◆ **Work request**
All lines from the one containing "pub fn new(gateway: Arc<GraphGateway>, native_enabled: bool)" down to the one containing "algorithm.pagerank(&params).await", both ends included, are to be given again exactly; omit the rest of the listing below.

◆ **Dataset records**
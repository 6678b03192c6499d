//! # Algorithm Orchestrator
//!
//! Runs PageRank, Louvain and Node Similarity with a native-first,
//! fallback-second policy.
//!
//! ```text
//! request ──► validate ──► native engine ──Ok──► shaper ──► report
//!                              │
//!                              └─Err──► traversal fallback ──► shaper
//! ```
//!
//! Both paths implement [`GraphAlgorithm`] and return the same outcome types,
//! so callers cannot tell which one answered except through the logs.

pub mod fallback;
pub mod native;

pub use fallback::FallbackAlgorithms;
pub use native::NativeAlgorithms;

use crate::gateway::GraphGateway;
use async_trait::async_trait;
use std::future::Future;
use std::sync::Arc;
use std::time::Instant;
use wikigraph_core::{
    AlgorithmKind, AlgorithmPath, LouvainOutcome, LouvainParams, LouvainReport, PageRankOutcome,
    PageRankParams, PageRankReport, ProjectionStage, SimilarArticle, SimilarityParams, SimilarityReport,
    SourceArticle, WikiGraphError, catalog, decode_first, shaper,
};

/// One way of computing the three graph algorithms.
#[async_trait]
pub trait GraphAlgorithm: Send + Sync {
    fn path(&self) -> AlgorithmPath;

    async fn pagerank(&self, params: &PageRankParams) -> Result<PageRankOutcome, WikiGraphError>;

    async fn louvain(&self, params: &LouvainParams) -> Result<LouvainOutcome, WikiGraphError>;

    /// Articles similar to `source`, best first.
    async fn similarity(
        &self,
        params: &SimilarityParams,
        source: &SourceArticle,
    ) -> Result<Vec<SimilarArticle>, WikiGraphError>;
}

// =============================================================================
// ORCHESTRATOR
// =============================================================================

pub struct AlgorithmOrchestrator {
    gateway: Arc<GraphGateway>,
    native: Option<Arc<dyn GraphAlgorithm>>,
    fallback: Arc<dyn GraphAlgorithm>,
}

impl AlgorithmOrchestrator {
    /// Standard wiring. With `native_enabled = false` every request goes
    /// straight to the fallback path.
    #[must_use]
    pub fn new(gateway: Arc<GraphGateway>, native_enabled: bool) -> Self {
        let native: Option<Arc<dyn GraphAlgorithm>> = native_enabled
            .then(|| Arc::new(NativeAlgorithms::new(gateway.clone())) as Arc<dyn GraphAlgorithm>);
        let fallback: Arc<dyn GraphAlgorithm> = Arc::new(FallbackAlgorithms::new(gateway.clone()));
        Self {
            gateway,
            native,
            fallback,
        }
    }

    /// Custom wiring.
    #[must_use]
    pub fn with_implementations(
        gateway: Arc<GraphGateway>,
        native: Option<Arc<dyn GraphAlgorithm>>,
        fallback: Arc<dyn GraphAlgorithm>,
    ) -> Self {
        Self {
            gateway,
            native,
            fallback,
        }
    }

    /// Drop projections left behind by invocations that never finished.
    ///
    /// Only meaningful before the first request; a no-op when the native
    /// engine is disabled.
    pub async fn reclaim_projections(&self) -> usize {
        if self.native.is_none() {
            return 0;
        }
        native::reclaim_stale_projections(&self.gateway).await
    }

    pub async fn pagerank(&self, params: PageRankParams) -> Result<PageRankReport, WikiGraphError> {
        params.validate()?;
        let started = Instant::now();
        let outcome = self
            .with_fallback(AlgorithmKind::PageRank, move |algorithm| async move {
                algorithm.pagerank(&params).await
            })
            .await?;
        Ok(shaper::pagerank_report(outcome, started.elapsed()))
    }

    pub async fn louvain(&self, params: LouvainParams) -> Result<LouvainReport, WikiGraphError> {
        params.validate()?;
        let started = Instant::now();
        let outcome = self
            .with_fallback(AlgorithmKind::Louvain, move |algorithm| async move {
                algorithm.louvain(&params).await
            })
            .await?;
        Ok(shaper::louvain_report(outcome, started.elapsed()))
    }

    /// Node Similarity for one source Article.
    ///
    /// A source that does not exist short-circuits to an empty report before
    /// any projection is attempted.
    pub async fn similarity(
        &self,
        params: SimilarityParams,
    ) -> Result<SimilarityReport, WikiGraphError> {
        params.validate()?;
        let started = Instant::now();

        let records = self
            .gateway
            .execute_read(&catalog::similarity_source(&params.article_id))
            .await?;
        let Some(source) = decode_first::<SourceArticle>(records)? else {
            tracing::info!(article_id = %params.article_id, "Similarity source not found");
            return Ok(shaper::similarity_missing_source(&params.article_id));
        };

        let similar = self
            .with_fallback(AlgorithmKind::NodeSimilarity, |algorithm| {
                let params = params.clone();
                let source = source.clone();
                async move { algorithm.similarity(&params, &source).await }
            })
            .await?;
        Ok(shaper::similarity_report(source, similar, started.elapsed()))
    }

    async fn with_fallback<T, F, Fut>(&self, kind: AlgorithmKind, call: F) -> Result<T, WikiGraphError>
    where
        F: Fn(Arc<dyn GraphAlgorithm>) -> Fut,
        Fut: Future<Output = Result<T, WikiGraphError>>,
    {
        if let Some(native) = &self.native {
            match call(native.clone()).await {
                Ok(outcome) => {
                    tracing::debug!(algorithm = %kind, path = %native.path(), "Algorithm completed");
                    return Ok(outcome);
                }
                Err(e) => {
                    tracing::warn!(
                        algorithm = %kind,
                        stage = %ProjectionStage::Fallback,
                        error = %e,
                        "Native algorithm unavailable, using fallback"
                    );
                }
            }
        }

        let outcome = call(self.fallback.clone()).await?;
        tracing::debug!(algorithm = %kind, path = %self.fallback.path(), "Algorithm completed");
        Ok(outcome)
    }
}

◆ **Response**
    pub fn new(gateway: Arc<GraphGateway>, native_enabled: bool) -> Self {
        let native: Option<Arc<dyn GraphAlgorithm>> = native_enabled
            .then(|| Arc::new(NativeAlgorithms::new(gateway.clone())) as Arc<dyn GraphAlgorithm>);
        let fallback: Arc<dyn GraphAlgorithm> = Arc::new(FallbackAlgorithms::new(gateway.clone()));
        Self {
            gateway,
            native,
            fallback,
        }
    }

    /// Custom wiring.
    #[must_use]
    pub fn with_implementations(
        gateway: Arc<GraphGateway>,
        native: Option<Arc<dyn GraphAlgorithm>>,
        fallback: Arc<dyn GraphAlgorithm>,
    ) -> Self {
        Self {
            gateway,
            native,
            fallback,
        }
    }

    /// Drop projections left behind by invocations that never finished.
    ///
    /// Only meaningful before the first request; a no-op when the native
    /// engine is disabled.
    pub async fn reclaim_projections(&self) -> usize {
        if self.native.is_none() {
            return 0;
        }
        native::reclaim_stale_projections(&self.gateway).await
    }

    pub async fn pagerank(&self, params: PageRankParams) -> Result<PageRankReport, WikiGraphError> {
        params.validate()?;
        let started = Instant::now();
        let outcome = self
            .with_fallback(AlgorithmKind::PageRank, move |algorithm| async move {
                algorithm.pagerank(&params).await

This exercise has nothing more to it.